**Task details**
Return, from the lines below, each one that includes the word "header".

**Provided records**
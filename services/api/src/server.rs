use crate::cli::ServeArgs;
use crate::demo::seed_demo_quiz;
use crate::infra::{AppState, InMemoryQuizRepository, InMemoryStatsStore};
use crate::routes::with_quiz_routes;
use axum::Extension;
use axum_prometheus::PrometheusMetricLayer;
use std::sync::atomic::Ordering;
use std::sync::Arc;
use tracing::info;
use typequiz::config::AppConfig;
use typequiz::error::AppError;
use typequiz::quiz::QuizService;
use typequiz::telemetry;

pub(crate) async fn run(mut args: ServeArgs) -> Result<(), AppError> {
    let mut config = AppConfig::load()?;

    if let Some(host) = args.host.take() {
        config.server.host = host;
    }
    if let Some(port) = args.port.take() {
        config.server.port = port;
    }

    telemetry::init(&config.telemetry)?;

    let (prometheus_layer, prometheus_handle) = PrometheusMetricLayer::pair();
    let readiness_flag = Arc::new(std::sync::atomic::AtomicBool::new(false));
    let app_state = AppState {
        readiness: readiness_flag.clone(),
        metrics: Arc::new(prometheus_handle),
    };

    let repository = Arc::new(InMemoryQuizRepository::default());
    let stats = Arc::new(InMemoryStatsStore::default());
    let quiz_service =
        Arc::new(QuizService::new(repository, stats).with_cache_policy(config.cache));

    if args.seed_demo {
        let quiz = seed_demo_quiz(quiz_service.as_ref())?;
        info!(quiz_id = %quiz.id, slug = %quiz.slug, "demo quiz published");
    }

    let app = with_quiz_routes(quiz_service)
        .layer(Extension(app_state))
        .layer(prometheus_layer);

    let addr = config.server.socket_addr()?;
    let listener = tokio::net::TcpListener::bind(addr).await?;
    readiness_flag.store(true, Ordering::Release);

    info!(?config.environment, %addr, "quiz service ready");

    axum::serve(listener, app).await?;
    Ok(())
}
//! Pure scoring engine: axis aggregation, result code derivation and
//! recommendation filtering.
//!
//! Everything here is synchronous and total. Inputs are borrowed snapshots of
//! a quiz definition; nothing is cached or mutated between calls.

mod axis;
mod code;
mod model;
mod recommend;

pub use axis::{compute_axis_scores, AxisScore, AxisScores};
pub use code::compute_result_code;
pub use model::{
    AnswerValue, Answers, Axis, AxisKey, InvalidAnswer, Polarity, Question, QuestionId,
};
pub use recommend::{
    filter_recommendations, score_percent, ConditionOperator, Recommendation,
    RecommendationCondition,
};

use serde::Serialize;

/// Combined output of one scoring pass.
#[derive(Debug, Clone, PartialEq, Serialize)]
#[serde(rename_all = "camelCase")]
pub struct ScoringOutcome {
    pub axis_scores: AxisScores,
    pub code: String,
    pub recommendations: Vec<Recommendation>,
}

/// Run the three engine stages in order.
///
/// `recommendations` are filtered in the order given; callers that want
/// priority ordering sort before calling.
pub fn evaluate(
    axes: &[Axis],
    questions: &[Question],
    recommendations: &[Recommendation],
    answers: &Answers,
) -> ScoringOutcome {
    let axis_scores = compute_axis_scores(questions, answers, axes);
    let code = compute_result_code(&axis_scores, axes);
    let recommendations = filter_recommendations(recommendations, &axis_scores);

    ScoringOutcome {
        axis_scores,
        code,
        recommendations,
    }
}
use std::collections::{BTreeMap, HashMap};
use std::sync::{Arc, Mutex};

use axum::response::Response;
use chrono::{NaiveDate, Utc};
use serde_json::Value;

use crate::events::{DailyQuizStats, EventKind, StatsError, StatsRepository};
use crate::quiz::domain::{
    CreatorId, Quiz, QuizDefinition, QuizId, QuizStatus, ResultType, ShareSettings,
};
use crate::quiz::repository::{QuizRepository, RepositoryError};
use crate::quiz::{quiz_router, QuizService};
use crate::scoring::{
    AnswerValue, Answers, Axis, AxisKey, ConditionOperator, Polarity, Question, QuestionId,
    Recommendation, RecommendationCondition,
};

pub(super) const OWNER: &str = "creator-1";
pub(super) const SLUG: &str = "weekend-style";

pub(super) fn owner() -> CreatorId {
    CreatorId(OWNER.to_string())
}

pub(super) fn axis(key: &str, left: &str, right: &str) -> Axis {
    Axis {
        key: AxisKey::new(key),
        left_label: left.to_string(),
        right_label: right.to_string(),
    }
}

pub(super) fn question(id: &str, axis_key: &str, a_side: Polarity) -> Question {
    Question {
        id: QuestionId::new(id),
        axis_key: AxisKey::new(axis_key),
        a_side,
        weight: 1.0,
        text: format!("Prompt {id}"),
        option_a: "A".to_string(),
        option_b: "B".to_string(),
    }
}

fn result_type(code: &str, name: &str) -> ResultType {
    ResultType {
        code: code.to_string(),
        name: name.to_string(),
        tagline: String::new(),
        description: format!("{name} description"),
    }
}

/// Two axes, two questions each, fully covered catalog.
pub(super) fn definition() -> QuizDefinition {
    QuizDefinition {
        axes: vec![
            axis("X", "Homebody", "Explorer"),
            axis("Y", "Planner", "Improviser"),
        ],
        questions: vec![
            question("qx1", "X", Polarity::LeftIsA),
            question("qx2", "X", Polarity::RightIsA),
            question("qy1", "Y", Polarity::LeftIsA),
            question("qy2", "Y", Polarity::RightIsA),
        ],
        result_types: vec![
            result_type("00", "Quiet Planner"),
            result_type("01", "Cozy Improviser"),
            result_type("10", "Mapped Explorer"),
            result_type("11", "Free Spirit"),
        ],
        recommendations: vec![
            Recommendation {
                id: "reco-explore".to_string(),
                title: "Book a trip".to_string(),
                description: None,
                url: Some("https://example.test/trip".to_string()),
                priority: 0,
                conditions: vec![RecommendationCondition {
                    axis_key: AxisKey::new("X"),
                    threshold: 0,
                    operator: ConditionOperator::Gte,
                }],
            },
            Recommendation {
                id: "reco-plan".to_string(),
                title: "Try a planner".to_string(),
                description: Some("Keep a paper agenda".to_string()),
                url: None,
                priority: 3,
                conditions: vec![RecommendationCondition {
                    axis_key: AxisKey::new("Y"),
                    threshold: 50,
                    operator: ConditionOperator::Gte,
                }],
            },
        ],
    }
}

/// Answers producing X = -0.75, Y = 0.5, code "01".
pub(super) fn answers() -> Answers {
    HashMap::from([
        (QuestionId::new("qx1"), AnswerValue::StronglyA),
        (QuestionId::new("qx2"), AnswerValue::LeanB),
        (QuestionId::new("qy1"), AnswerValue::LeanB),
        (QuestionId::new("qy2"), AnswerValue::LeanA),
    ])
}

pub(super) fn answers_json() -> Value {
    serde_json::json!({ "answers": { "qx1": -2, "qx2": 1, "qy1": 1, "qy2": -1 } })
}

pub(super) fn stored_quiz(id: &str, slug: &str, status: QuizStatus) -> Quiz {
    let now = Utc::now();
    Quiz {
        id: QuizId(id.to_string()),
        slug: slug.to_string(),
        creator_id: owner(),
        title: "Weekend Style".to_string(),
        description: "Which weekend suits you?".to_string(),
        status,
        definition: definition(),
        share: ShareSettings::default(),
        created_at: now,
        updated_at: now,
    }
}

pub(super) fn build_service() -> (
    QuizService<MemoryRepository, MemoryStats>,
    Arc<MemoryRepository>,
    Arc<MemoryStats>,
) {
    let repository = Arc::new(MemoryRepository::default());
    let stats = Arc::new(MemoryStats::default());
    let service = QuizService::new(repository.clone(), stats.clone());
    (service, repository, stats)
}

/// Service with one stored quiz under [`SLUG`].
pub(super) fn seeded_service(
    status: QuizStatus,
) -> (
    QuizService<MemoryRepository, MemoryStats>,
    Arc<MemoryRepository>,
    Arc<MemoryStats>,
) {
    let (service, repository, stats) = build_service();
    repository
        .insert(stored_quiz("quiz-seeded", SLUG, status))
        .expect("seed insert succeeds");
    (service, repository, stats)
}

pub(super) fn router_with_service(
    service: QuizService<MemoryRepository, MemoryStats>,
) -> axum::Router {
    quiz_router(Arc::new(service))
}

pub(super) fn day(d: u32) -> NaiveDate {
    NaiveDate::from_ymd_opt(2025, 3, d).expect("valid date")
}

#[derive(Default, Clone)]
pub(super) struct MemoryRepository {
    records: Arc<Mutex<HashMap<QuizId, Quiz>>>,
}

impl MemoryRepository {
    pub(super) fn get(&self, id: &QuizId) -> Option<Quiz> {
        self.records
            .lock()
            .expect("repository mutex poisoned")
            .get(id)
            .cloned()
    }
}

impl QuizRepository for MemoryRepository {
    fn insert(&self, quiz: Quiz) -> Result<Quiz, RepositoryError> {
        let mut guard = self.records.lock().expect("repository mutex poisoned");
        if guard.contains_key(&quiz.id) || guard.values().any(|q| q.slug == quiz.slug) {
            return Err(RepositoryError::Conflict);
        }
        guard.insert(quiz.id.clone(), quiz.clone());
        Ok(quiz)
    }

    fn update(&self, quiz: Quiz) -> Result<(), RepositoryError> {
        let mut guard = self.records.lock().expect("repository mutex poisoned");
        if !guard.contains_key(&quiz.id) {
            return Err(RepositoryError::NotFound);
        }
        guard.insert(quiz.id.clone(), quiz);
        Ok(())
    }

    fn fetch(&self, id: &QuizId) -> Result<Option<Quiz>, RepositoryError> {
        Ok(self.get(id))
    }

    fn fetch_by_slug(&self, slug: &str) -> Result<Option<Quiz>, RepositoryError> {
        let guard = self.records.lock().expect("repository mutex poisoned");
        Ok(guard.values().find(|quiz| quiz.slug == slug).cloned())
    }

    fn list_by_creator(&self, creator: &CreatorId) -> Result<Vec<Quiz>, RepositoryError> {
        let guard = self.records.lock().expect("repository mutex poisoned");
        Ok(guard
            .values()
            .filter(|quiz| quiz.is_owned_by(creator))
            .cloned()
            .collect())
    }
}

#[derive(Default, Clone)]
pub(super) struct MemoryStats {
    rows: Arc<Mutex<BTreeMap<(QuizId, NaiveDate), DailyQuizStats>>>,
}

impl StatsRepository for MemoryStats {
    fn increment(
        &self,
        quiz_id: &QuizId,
        kind: EventKind,
        date: NaiveDate,
    ) -> Result<DailyQuizStats, StatsError> {
        let mut guard = self.rows.lock().expect("stats mutex poisoned");
        let row = guard
            .entry((quiz_id.clone(), date))
            .or_insert_with(|| DailyQuizStats::new(quiz_id.clone(), date));
        row.increment(kind);
        Ok(row.clone())
    }

    fn daily(&self, quiz_id: &QuizId) -> Result<Vec<DailyQuizStats>, StatsError> {
        let guard = self.rows.lock().expect("stats mutex poisoned");
        Ok(guard
            .values()
            .filter(|row| &row.quiz_id == quiz_id)
            .cloned()
            .collect())
    }
}

pub(super) struct UnavailableRepository;

impl QuizRepository for UnavailableRepository {
    fn insert(&self, _quiz: Quiz) -> Result<Quiz, RepositoryError> {
        Err(RepositoryError::Unavailable("database offline".to_string()))
    }

    fn update(&self, _quiz: Quiz) -> Result<(), RepositoryError> {
        Err(RepositoryError::Unavailable("database offline".to_string()))
    }

    fn fetch(&self, _id: &QuizId) -> Result<Option<Quiz>, RepositoryError> {
        Err(RepositoryError::Unavailable("database offline".to_string()))
    }

    fn fetch_by_slug(&self, _slug: &str) -> Result<Option<Quiz>, RepositoryError> {
        Err(RepositoryError::Unavailable("database offline".to_string()))
    }

    fn list_by_creator(&self, _creator: &CreatorId) -> Result<Vec<Quiz>, RepositoryError> {
        Err(RepositoryError::Unavailable("database offline".to_string()))
    }
}

pub(super) async fn read_json_body(response: Response) -> Value {
    let body = axum::body::to_bytes(response.into_body(), 64 * 1024)
        .await
        .expect("read body");
    serde_json::from_slice(&body).expect("json payload")
}
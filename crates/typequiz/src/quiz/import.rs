use std::io::Read;
use std::path::Path;

use serde::{Deserialize, Deserializer};

use crate::scoring::{AxisKey, Polarity, Question, QuestionId};

/// Failure while reading a question spreadsheet export.
#[derive(Debug, thiserror::Error)]
pub enum QuestionImportError {
    #[error("failed to read question export: {0}")]
    Io(#[from] std::io::Error),
    #[error("invalid question CSV data: {0}")]
    Csv(#[from] csv::Error),
    #[error("row {row}: unrecognised a_side value '{value}'")]
    InvalidPolarity { row: usize, value: String },
    #[error("row {row}: weight must be a positive number, got '{value}'")]
    InvalidWeight { row: usize, value: String },
}

/// Bulk question import from CSV with the header
/// `id,axis_key,a_side,weight,text,option_a,option_b`.
pub struct QuestionCsvImporter;

impl QuestionCsvImporter {
    pub fn from_path<P: AsRef<Path>>(path: P) -> Result<Vec<Question>, QuestionImportError> {
        let file = std::fs::File::open(path)?;
        Self::from_reader(file)
    }

    pub fn from_reader<R: Read>(reader: R) -> Result<Vec<Question>, QuestionImportError> {
        let mut csv_reader = csv::ReaderBuilder::new()
            .trim(csv::Trim::All)
            .from_reader(reader);
        let mut questions = Vec::new();

        for (index, record) in csv_reader.deserialize::<QuestionRow>().enumerate() {
            let row = record?;
            // header is line 1
            let line = index + 2;
            questions.push(row.into_question(line)?);
        }

        Ok(questions)
    }
}

#[derive(Debug, Deserialize)]
struct QuestionRow {
    id: String,
    axis_key: String,
    a_side: String,
    #[serde(default, deserialize_with = "empty_string_as_none")]
    weight: Option<String>,
    #[serde(default)]
    text: String,
    #[serde(default)]
    option_a: String,
    #[serde(default)]
    option_b: String,
}

impl QuestionRow {
    fn into_question(self, row: usize) -> Result<Question, QuestionImportError> {
        let a_side = parse_polarity(&self.a_side).ok_or_else(|| {
            QuestionImportError::InvalidPolarity {
                row,
                value: self.a_side.clone(),
            }
        })?;

        let weight = match self.weight.as_deref() {
            None => 1.0,
            Some(raw) => raw
                .parse::<f64>()
                .ok()
                .filter(|weight| weight.is_finite() && *weight > 0.0)
                .ok_or_else(|| QuestionImportError::InvalidWeight {
                    row,
                    value: raw.to_string(),
                })?,
        };

        Ok(Question {
            id: QuestionId(self.id),
            axis_key: AxisKey(self.axis_key),
            a_side,
            weight,
            text: self.text,
            option_a: self.option_a,
            option_b: self.option_b,
        })
    }
}

fn parse_polarity(raw: &str) -> Option<Polarity> {
    match raw.to_ascii_uppercase().as_str() {
        "LEFT" | "TRUE" => Some(Polarity::LeftIsA),
        "RIGHT" | "FALSE" => Some(Polarity::RightIsA),
        _ => None,
    }
}

fn empty_string_as_none<'de, D>(deserializer: D) -> Result<Option<String>, D::Error>
where
    D: Deserializer<'de>,
{
    let opt = Option::<String>::deserialize(deserializer)?;
    Ok(opt.filter(|value| !value.trim().is_empty()))
}
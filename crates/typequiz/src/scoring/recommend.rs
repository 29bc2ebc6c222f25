use serde::{Deserialize, Deserializer, Serialize, Serializer};

use super::axis::AxisScores;
use super::model::AxisKey;

/// Comparison applied between an axis percentage and a threshold.
///
/// Unrecognised operator strings, and a missing operator, behave as
/// [`ConditionOperator::Gte`].
#[derive(Debug, Clone, Copy, PartialEq, Eq, Hash, Default)]
pub enum ConditionOperator {
    #[default]
    Gte,
    Lte,
    Eq,
}

impl ConditionOperator {
    pub fn from_label(label: &str) -> Self {
        match label {
            "lte" => Self::Lte,
            "eq" => Self::Eq,
            _ => Self::Gte,
        }
    }

    pub fn label(self) -> &'static str {
        match self {
            Self::Gte => "gte",
            Self::Lte => "lte",
            Self::Eq => "eq",
        }
    }

    pub fn holds(self, score_percent: i64, threshold: i64) -> bool {
        match self {
            Self::Gte => score_percent >= threshold,
            Self::Lte => score_percent <= threshold,
            Self::Eq => score_percent == threshold,
        }
    }
}

impl Serialize for ConditionOperator {
    fn serialize<S: Serializer>(&self, serializer: S) -> Result<S::Ok, S::Error> {
        serializer.serialize_str(self.label())
    }
}

impl<'de> Deserialize<'de> for ConditionOperator {
    fn deserialize<D: Deserializer<'de>>(deserializer: D) -> Result<Self, D::Error> {
        let label = Option::<String>::deserialize(deserializer)?;
        Ok(label
            .as_deref()
            .map(Self::from_label)
            .unwrap_or_default())
    }
}

/// Threshold test against one axis, expressed in whole percent.
#[derive(Debug, Clone, PartialEq, Eq, Serialize, Deserialize)]
#[serde(rename_all = "camelCase")]
pub struct RecommendationCondition {
    pub axis_key: AxisKey,
    pub threshold: i64,
    #[serde(default)]
    pub operator: ConditionOperator,
}

impl RecommendationCondition {
    pub fn is_satisfied(&self, axis_scores: &AxisScores) -> bool {
        let score_percent = score_percent(axis_scores, &self.axis_key);
        self.operator.holds(score_percent, self.threshold)
    }
}

/// Content suggested to respondents whose scores satisfy every condition.
#[derive(Debug, Clone, PartialEq, Serialize, Deserialize)]
#[serde(rename_all = "camelCase")]
pub struct Recommendation {
    pub id: String,
    pub title: String,
    #[serde(default)]
    pub description: Option<String>,
    #[serde(default)]
    pub url: Option<String>,
    #[serde(default)]
    pub priority: i32,
    #[serde(default)]
    pub conditions: Vec<RecommendationCondition>,
}

impl Recommendation {
    pub fn is_eligible(&self, axis_scores: &AxisScores) -> bool {
        self.conditions
            .iter()
            .all(|condition| condition.is_satisfied(axis_scores))
    }
}

/// Normalized score of `axis_key` as a whole percentage.
///
/// Rounds half away from zero (`f64::round`), so 0.125 becomes 13 and
/// -0.125 becomes -13. A missing axis reads as 0.
pub fn score_percent(axis_scores: &AxisScores, axis_key: &AxisKey) -> i64 {
    let normalized = axis_scores
        .get(axis_key)
        .map(|score| score.normalized)
        .unwrap_or(0.0);
    (normalized * 100.0).round() as i64
}

/// Keep the recommendations whose conditions all hold, preserving input order.
pub fn filter_recommendations(
    recommendations: &[Recommendation],
    axis_scores: &AxisScores,
) -> Vec<Recommendation> {
    recommendations
        .iter()
        .filter(|recommendation| recommendation.is_eligible(axis_scores))
        .cloned()
        .collect()
}
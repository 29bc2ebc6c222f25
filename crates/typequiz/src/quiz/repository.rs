use super::domain::{CreatorId, Quiz, QuizId};

/// Storage abstraction so the service can be exercised in isolation.
///
/// Implementations must keep both `id` and `slug` unique; `insert` and
/// `update` report a clash as [`RepositoryError::Conflict`].
pub trait QuizRepository: Send + Sync {
    fn insert(&self, quiz: Quiz) -> Result<Quiz, RepositoryError>;
    fn update(&self, quiz: Quiz) -> Result<(), RepositoryError>;
    fn fetch(&self, id: &QuizId) -> Result<Option<Quiz>, RepositoryError>;
    fn fetch_by_slug(&self, slug: &str) -> Result<Option<Quiz>, RepositoryError>;
    fn list_by_creator(&self, creator: &CreatorId) -> Result<Vec<Quiz>, RepositoryError>;
}

/// Error enumeration for repository failures.
#[derive(Debug, thiserror::Error)]
pub enum RepositoryError {
    #[error("record already exists")]
    Conflict,
    #[error("record not found")]
    NotFound,
    #[error("repository unavailable: {0}")]
    Unavailable(String),
}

**Solution**
/// Bulk question import from CSV with the header
            // header is line 1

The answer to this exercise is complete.